Wed. Jul 6, 2016 5:10 PM - 6:00 PM 第B会場 (天空 センター)

座長:
篠原 徳子(東京女子医科大学心臓病センター 循環器小児科)

YB03-01~YB03-05

5:10 PM - 6:00 PM

[YB03-01] 当院における先天性心疾患術後患者の妊娠出産の現状

杉本 愛, 白石 修一, 文 智勇, 高橋 昌, 土田 正則 (新潟大学大学院 医歯学総合研究科 呼吸循環外科)
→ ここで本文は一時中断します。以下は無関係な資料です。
//! Single-threaded coordinator over lock-free submission and return queues.
//!
//! Where the thread-pool executor lets workers complete promises directly,
//! the scheduler loop funnels everything through one coordinator: workers
//! only run the raw action and park the result on the return queue; the
//! coordinator delivers completions, fires timeouts from a sorted deadline
//! map, and backs off progressively when idle.

use crate::error::ActionError;
use crate::executor::{Action, Executor};
use crate::pool::{Job, WorkerPool};
use crate::promise::Promise;
use crate::rail::GuardRail;
use crate::task::CancellableTask;
use crate::{RailFuture, RejectedReason};
use crossbeam_queue::SegQueue;
use parking_lot::Mutex;
use railguard_core::{Clock, SystemClock};
use std::collections::{BTreeMap, HashMap};
use std::sync::atomic::{AtomicBool, AtomicU64, Ordering};
use std::sync::Arc;
use std::thread::{JoinHandle, Thread};
use std::time::Duration;

/// Cycles of doing nothing before the coordinator stops busy-spinning.
const SPIN_CYCLES: u32 = 64;
/// Cycles of doing nothing before yielding gives way to parking.
const YIELD_CYCLES: u32 = 256;
/// How long an idle coordinator parks per cycle.
const PARK_INTERVAL: Duration = Duration::from_micros(200);

/// A task as the coordinator sees it: run on a worker, delivered and
/// cancelled on the coordinator.
trait ScheduledUnit: Send + Sync + 'static {
    fn run_action(&self);
    fn deliver(&self);
    fn cancel_timed_out(&self);
}

struct ScheduledTask<T> {
    task: CancellableTask<T>,
    pending: Mutex<Option<Result<T, ActionError>>>,
}

impl<T: Send + 'static> ScheduledUnit for ScheduledTask<T> {
    fn run_action(&self) {
        if let Some(action) = self.task.begin() {
            *self.pending.lock() = Some(CancellableTask::run_action(action));
        }
    }

    fn deliver(&self) {
        if let Some(result) = self.pending.lock().take() {
            let _ = self.task.deliver(result);
        }
    }

    fn cancel_timed_out(&self) {
        let _ = self.task.cancel_timed_out();
    }
}

struct Submission {
    handle: u64,
    deadline_nanos: Option<u64>,
    unit: Arc<dyn ScheduledUnit>,
}

struct Tracked {
    deadline_nanos: Option<u64>,
    unit: Arc<dyn ScheduledUnit>,
}

/// Coordinator-private bookkeeping. Only the driving thread locks it, once
/// per cycle.
#[derive(Default)]
struct CoordState {
    deadlines: BTreeMap<(u64, u64), ()>,
    tasks: HashMap<u64, Tracked>,
}

struct SchedulerShared {
    to_schedule: SegQueue<Submission>,
    to_return: SegQueue<u64>,
    state: Mutex<CoordState>,
    pool: WorkerPool,
    pool_size: usize,
    clock: Arc<dyn Clock>,
    shut_down: AtomicBool,
    handle_seq: AtomicU64,
    driver: Mutex<Option<Thread>>,
}

impl SchedulerShared {
    fn unpark_driver(&self) {
        if let Some(thread) = self.driver.lock().as_ref() {
            thread.unpark();
        }
    }

    /// One coordinator cycle; returns whether any step did work.
    fn run_once(self: &Arc<Self>) -> bool {
        let mut state = self.state.lock();
        let mut did_work = false;

        // 1. Drain submissions: record bookkeeping, hand the action to a
        //    worker that parks its result on the return queue.
        for _ in 0..self.pool_size {
            let Some(submission) = self.to_schedule.pop() else {
                break;
            };
            did_work = true;

            if let Some(deadline) = submission.deadline_nanos {
                state.deadlines.insert((deadline, submission.handle), ());
            }
            state.tasks.insert(
                submission.handle,
                Tracked {
                    deadline_nanos: submission.deadline_nanos,
                    unit: Arc::clone(&submission.unit),
                },
            );

            let shared = Arc::clone(self);
            let handle = submission.handle;
            let unit = submission.unit;
            let job: Job = Box::new(move || {
                unit.run_action();
                shared.to_return.push(handle);
                shared.unpark_driver();
            });
            if let Err(job) = self.pool.spawn(job) {
                // Pool already closed (shutdown race): run inline so the
                // return still lands and bookkeeping drains.
                job();
            }
        }

        // 2. Drain returns: deliver into the promise on this thread, which
        //    routes metrics and breaker updates through the rail release.
        for _ in 0..self.pool_size {
            let Some(handle) = self.to_return.pop() else {
                break;
            };
            did_work = true;

            if let Some(tracked) = state.tasks.remove(&handle) {
                if let Some(deadline) = tracked.deadline_nanos {
                    state.deadlines.remove(&(deadline, handle));
                }
                tracked.unit.deliver();
            }
        }

        // 3. Fire timeouts: take the expired head of the deadline map so it
        //    only ever tracks live deadlines.
        let now = self.clock.now_nanos();
        let live = state.deadlines.split_off(&(now + 1, 0));
        let expired = std::mem::replace(&mut state.deadlines, live);
        for (_, handle) in expired.keys() {
            did_work = true;
            // The task entry stays until the worker's return arrives; the
            // cancel is idempotent against a racing delivery.
            if let Some(tracked) = state.tasks.get(handle) {
                tracked.unit.cancel_timed_out();
            }
        }

        did_work
    }
}

/// Coordinator-thread executor over lock-free in/out queues.
///
/// Construct with [`start`](SchedulerLoop::start) for a driven coordinator,
/// or [`new_unstarted`](SchedulerLoop::new_unstarted) to drive cycles by
/// hand with [`run_once`](SchedulerLoop::run_once).
pub struct SchedulerLoop {
    shared: Arc<SchedulerShared>,
    driver: Mutex<Option<JoinHandle<()>>>,
}

impl SchedulerLoop {
    pub fn builder(name: impl Into<String>) -> SchedulerLoopBuilder {
        SchedulerLoopBuilder {
            name: name.into(),
            pool_size: None,
            clock: None,
        }
    }

    /// Starts a scheduler with default settings.
    pub fn start(name: impl Into<String>) -> Self {
        Self::builder(name).start()
    }

    /// Creates a scheduler without a coordinator thread; the caller drives
    /// it through [`run_once`](SchedulerLoop::run_once).
    pub fn new_unstarted(name: impl Into<String>) -> Self {
        Self::builder(name).new_unstarted()
    }

    /// Runs one coordinator cycle: drain submissions, drain returns, fire
    /// timeouts. Returns `false` when the cycle found nothing to do (and
    /// had no side effects).
    pub fn run_once(&self) -> bool {
        self.shared.run_once()
    }

    pub fn is_shut_down(&self) -> bool {
        self.shared.shut_down.load(Ordering::Acquire)
    }
}

impl Executor for SchedulerLoop {
    fn submit<T: Send + 'static>(
        &self,
        rail: &GuardRail,
        action: Action<T>,
        timeout: Option<Duration>,
    ) -> RailFuture<T> {
        if self.is_shut_down() {
            return RailFuture::rejected(RejectedReason::Shutdown);
        }

        let now = self.shared.clock.now_nanos();
        let promise: Promise<T> = match rail.acquire_promise(1, now) {
            Ok(promise) => promise,
            Err(reason) => return RailFuture::rejected(RejectedReason::Gate(reason)),
        };

        let future = promise.future();
        let task = action.into_task(rail.result_class(), promise);
        let handle = self.shared.handle_seq.fetch_add(1, Ordering::Relaxed);

        self.shared.to_schedule.push(Submission {
            handle,
            deadline_nanos: timeout.map(|t| now + t.as_nanos() as u64),
            unit: Arc::new(ScheduledTask {
                task,
                pending: Mutex::new(None),
            }),
        });
        self.shared.unpark_driver();

        future
    }

    fn shutdown(&self) {
        if self.shared.shut_down.swap(true, Ordering::AcqRel) {
            return;
        }

        #[cfg(feature = "tracing")]
        tracing::info!("scheduler loop shutting down");

        // Workers drain and push their returns before the pool joins; the
        // coordinator then drains the final returns and exits.
        self.shared.pool.shutdown();
        self.shared.unpark_driver();
        if let Some(driver) = self.driver.lock().take() {
            let _ = driver.join();
        } else {
            // Hand-driven scheduler: drain the remaining bookkeeping here.
            while self.shared.run_once() {}
        }
    }
}

impl Drop for SchedulerLoop {
    fn drop(&mut self) {
        self.shutdown();
    }
}

fn driver_loop(shared: Arc<SchedulerShared>) {
    let mut idle_cycles: u32 = 0;
    loop {
        if shared.shut_down.load(Ordering::Acquire) {
            while shared.run_once() {}
            return;
        }

        if shared.run_once() {
            idle_cycles = 0;
        } else {
            idle_cycles = idle_cycles.saturating_add(1);
            if idle_cycles < SPIN_CYCLES {
                std::hint::spin_loop();
            } else if idle_cycles < YIELD_CYCLES {
                std::thread::yield_now();
            } else {
                std::thread::park_timeout(PARK_INTERVAL);
            }
        }
    }
}

/// Builder for a [`SchedulerLoop`].
pub struct SchedulerLoopBuilder {
    name: String,
    pool_size: Option<usize>,
    clock: Option<Arc<dyn Clock>>,
}

impl SchedulerLoopBuilder {
    /// Sets the internal worker count, which also bounds how many
    /// submissions and returns one cycle drains.
    ///
    /// Default: available parallelism.
    pub fn pool_size(mut self, size: usize) -> Self {
        self.pool_size = Some(size);
        self
    }

    /// Sets the clock used for start timestamps and deadlines.
    ///
    /// Default: the shared [`SystemClock`].
    pub fn clock(mut self, clock: Arc<dyn Clock>) -> Self {
        self.clock = Some(clock);
        self
    }

    /// Builds the scheduler and spawns its coordinator thread.
    pub fn start(self) -> SchedulerLoop {
        let name = self.name.clone();
        let scheduler = self.new_unstarted();

        let shared = Arc::clone(&scheduler.shared);
        let handle = std::thread::Builder::new()
            .name(format!("{name}-coordinator"))
            .spawn(move || driver_loop(shared))
            .expect("failed to spawn scheduler coordinator");
        *scheduler.shared.driver.lock() = Some(handle.thread().clone());
        *scheduler.driver.lock() = Some(handle);

        scheduler
    }

    /// Builds the scheduler without spawning a coordinator.
    pub fn new_unstarted(self) -> SchedulerLoop {
        let pool_size = self.pool_size.unwrap_or_else(|| {
            std::thread::available_parallelism()
                .map(|n| n.get())
                .unwrap_or(4)
        });

        SchedulerLoop {
            shared: Arc::new(SchedulerShared {
                to_schedule: SegQueue::new(),
                to_return: SegQueue::new(),
                state: Mutex::new(CoordState::default()),
                pool: WorkerPool::new(pool_size, &self.name),
                pool_size,
                clock: self
                    .clock
                    .unwrap_or_else(|| SystemClock::shared() as Arc<dyn Clock>),
                shut_down: AtomicBool::new(false),
                handle_seq: AtomicU64::new(0),
                driver: Mutex::new(None),
            }),
            driver: Mutex::new(None),
        }
    }
}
Keywords:成人先天性心疾患、先天性心疾患合併妊娠、周産期

【目的】当院における成人先天性心疾患(ACHD)合併妊娠の周産期管理の現状と課題を後方視的に検討する。
【対象と方法】2005/1月-2015/12月に当院で周産期管理を行ったACHD合併妊婦26例/30妊娠を対象とし、診療録から周産期経過を収集した。
【結果】平均妊婦年齢31(20-41)歳。初産15例/15妊娠, 経産11例/15妊娠。疾患は TOF6, PAVSD1, ASD5, VSD3(MR1, MR AR1), DORV2, CoA/VSD1, PS2, PAPVC1, TAPVC1, Cortriatriatum1, iAVSD(MVR)1, PAIVS(BVR)1. 循環器系窓口は心臓外科14、循環器科6、小児科3例。半数が妊娠初期、残り半数が妊娠後期に外来紹介され、外来医の判断で個々に対応した。主な遺残病変はMVR(機械弁)+Af1、PSR+TR+心室性/心房性不整脈6, 心室性不整脈2, AR+MR 2(mild PH1), 軽度PS1, CAVB1。
妊娠前のNYHA分類は2度:2妊娠, 1度:28妊娠。経過中心不全症状の増悪は2例。利尿剤増量1例, 自宅安静/入院管理1例で、いずれも出産後に改善した。1例VPC増加あり出産後に改善した。胸部レントゲン経過(5例)は, CTR(初期:分娩前:産後):52±4:57±2:53±4(p=0.0022), BNP(8例)は40±9:87±45:33±13(p=0.0019)と, 分娩前後で心負荷の増大と改善を認めた。
満期産26/早産4妊娠。経腟分娩23/帝王切開7妊娠(母体適応1:胎児適応6)。心疾患による分娩方法選択は1/26例。硬膜外麻酔下に無痛分娩を試みたが, 子癇発作により緊急帝王切開となった。児の出生体重は平均2938(2090-4042)gで、死産なし。出産に際し循環器系医師が待機したのは、CAVBに対して周産期に一時ペーシングを留置した1例のみ。他、出産時の心血管系イベントを認めなかった。
【結論】ACHD合併女性の周産期経過は概ね問題なかったが、妊娠前NYHA分類1度であっても心不全症状の増悪を見る例があり、遺残病変や合併不整脈の経過に十分注意を払う必要があると考えられた。周産期の診療体制に関しては、今後複数科の連携したチームでの関与が望まれる。